Per Giorgia Meloni, la lezione sarda prescinde dal voto disgiunto che ha tradito Truzzu fortissimamente voluto dalla Premier ed evidenzia l’urgenza della svolta politica da imprimere a Fratelli d’Italia e al Governo. Una svolta centrista per liberarsi dal continuo ricatto leghista e catalizzare l’intera area moderata e liberal democratica che dalla destra arriva a lambire la sinistra. L’area storicamente presidiata dalla Democrazia Cristiana e dai partiti laici. Una metamorfosi già concretizzata a livello europeo e internazionale dalla Premier, schieratasi da subito e con convinzione e coerenza accanto alle democrazie euroatlantiche e alla Nato. Non una sterzata, ma un allineamento della politica nazionale alla linea internazionale portata avanti con determinazione da Giorgia Meloni, che riscuote il pieno consenso e l’appoggio dell’Occidente, dell’India e di numerosi paesi africani. Per gli ambienti politici, rappresenterebbe un grave errore di valutazione sull’evoluzione del contesto politico in atto evidenziato dalla lezione politica del risultato delle elezioni sarde, perse per una manciata di voti ma perse, soffermarsi solo sulla spregiudicata opposizione interna alla maggioranza da parte di Matteo Salvini e della Lega e sul voto disgiunto che ha pugnalato alle spalle Truzzu per colpire la Premier. Voto disgiunto provato dalla constatazione che mentre i partiti che lo appoggiavano hanno ottenuto il 49% dei voti, lui si è fermato al 45%.
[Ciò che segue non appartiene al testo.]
//! Deliveries, as tracked by the delivery service.

use rust_decimal::Decimal;
use serde::{Deserialize, Serialize};

use super::{AgentId, DeliveryId, DeliveryStatus, OrderId, Price};

/// A delivery assigned to (or waiting for) a courier.
#[derive(Debug, Clone, PartialEq, Serialize, Deserialize)]
#[serde(rename_all = "camelCase")]
pub struct Delivery {
    pub id: DeliveryId,
    #[serde(default)]
    pub commande_id: Option<OrderId>,
    #[serde(default)]
    pub statut: DeliveryStatus,
    #[serde(default)]
    pub adresse_depart: String,
    #[serde(default)]
    pub adresse_arrivee: String,
    #[serde(default)]
    pub client_nom: String,
    #[serde(default)]
    pub client_telephone: Option<String>,
    #[serde(default)]
    pub commentaires: Option<String>,
    #[serde(default)]
    pub livreur_id: Option<AgentId>,
    #[serde(default)]
    pub prix_livraison: Option<Decimal>,
    #[serde(default)]
    pub distance_km: Option<f64>,
    #[serde(default)]
    pub temps_estime: Option<u32>,
}

impl Delivery {
    /// Delivery fee, when the service reports one.
    #[must_use]
    pub fn fee(&self) -> Option<Price> {
        self.prix_livraison.map(Price::eur)
    }
}

/// Creation payload for a delivery, sent by the kitchen once an order is ready.
#[derive(Debug, Clone, PartialEq, Serialize)]
#[serde(rename_all = "camelCase")]
pub struct NewDelivery {
    pub commande_id: OrderId,
    pub adresse_depart: String,
    pub adresse_arrivee: String,
    pub client_nom: String,
    pub client_telephone: String,
    #[serde(with = "rust_decimal::serde::float")]
    pub prix_livraison: Decimal,
    pub distance_km: f64,
    pub temps_estime: u32,
    pub commentaires: String,
}

impl NewDelivery {
    /// Default pickup address.
    pub const DEFAULT_PICKUP: &'static str = "Restaurant ABC, Paris";

    /// A standard delivery for `order` with the restaurant's default terms.
    #[must_use]
    pub fn standard(order: OrderId, dropoff: &str, client_phone: &str) -> Self {
        Self {
            commande_id: order,
            adresse_depart: Self::DEFAULT_PICKUP.to_owned(),
            adresse_arrivee: dropoff.to_owned(),
            client_nom: "Client".to_owned(),
            client_telephone: client_phone.to_owned(),
            prix_livraison: Decimal::new(5, 0),
            distance_km: 2.5,
            temps_estime: 20,
            commentaires: "Livraison standard".to_owned(),
        }
    }
}

/// Status patch for a delivery.
#[derive(Debug, Clone, PartialEq, Eq, Serialize)]
#[serde(rename_all = "camelCase")]
pub struct DeliveryUpdate {
    pub statut: DeliveryStatus,
    pub livreur_id: AgentId,
}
“Quando perdi, non perdere la lezione” diceva il Mahatma Gandhi. E la lezione é che bisogna voltare pagina, superare la concezione partitica del dopoguerra e puntare sulla leadership e sull’aggregazione del consenso politico, che Giorgia Meloni ha dimostrato di interpretare.

E’ un momento cruciale per Matteo Salvini. L’avvitamento del risultato delle regionali sarde presenta una molteplice connotazione negativa: il “boicottaggio” di Truzzu incrina la maggioranza di governo, isola il segretario leghista all’interno del governo e non ha evitato alla Lega di precipitare a meno del 4% e di essere superata e quasi doppiata da Forza Italia.
Sotto esame critico da parte dei big della Lega, Salvini si gioca il tutto per tutto alle europee, alle quali arriverà sulla difensiva su tutti i fronti. Da quello interno di via Bellerio, alla candidatura debordante del Generale Roberto Vannacci che rischia di diventare il nuovo punto di riferimento della Lega, ai buchi nell’acqua delle nomine, del ponte sullo Stretto e dell’autonomia regionale che passeranno sulla sua testa e saranno nella migliore delle ipotesi “rimandati” a settembre per effetto del dente avvelenato post Sardegna di Giorgia Meloni e Fratelli d’Italia. Per Salvini il count down politico é già iniziato: gli restano solo quattro mesi, fino alle Europee, per invertire la tendenza.

Anche se per il rotto della cuffia, il successo della neo Presidente della Regione Sardegna rilancia la stella politica di Giuseppe Conte. Dopo aver superato l’edipica metamorfosi, attraverso la quale si é affrancato da Beppe Grillo e dai suoi “vaffa” fondativi, l’ex Presidente del Consiglio ha riorganizzato il movimento e lo ha posizionato sulla trincea di un’opposizione frontale, alternata però a disinvolte e spregiudicate trattative sottotraccia con la maggioranza per ottenere nomine Rai e incarichi di sottogoverno.
Il successo cagliaritano del cosiddetto campo largo col il Pd lo rafforza notevolmente in vista del nuovo tira e molla col Nazareno per le eventuali liste comuni nelle altre regioni e probabilmente anche alle europee. Ma rispetto al Pd, non é sfuggito l’esito del confronto della percentuale dei voti, nettamente sbilanciata a favore dei democratici.
Voti ai quali bisogna aggiungere anche la cospicua percentuale raggiunta dal Pd non ortodosso Renato Soru. Voti destinati prima o poi a rientrare alla base. In prospettiva il successo della Sardegna renderà comunque difficile a Conte di sottrarsi all’alleanza del campo largo anche alle politiche.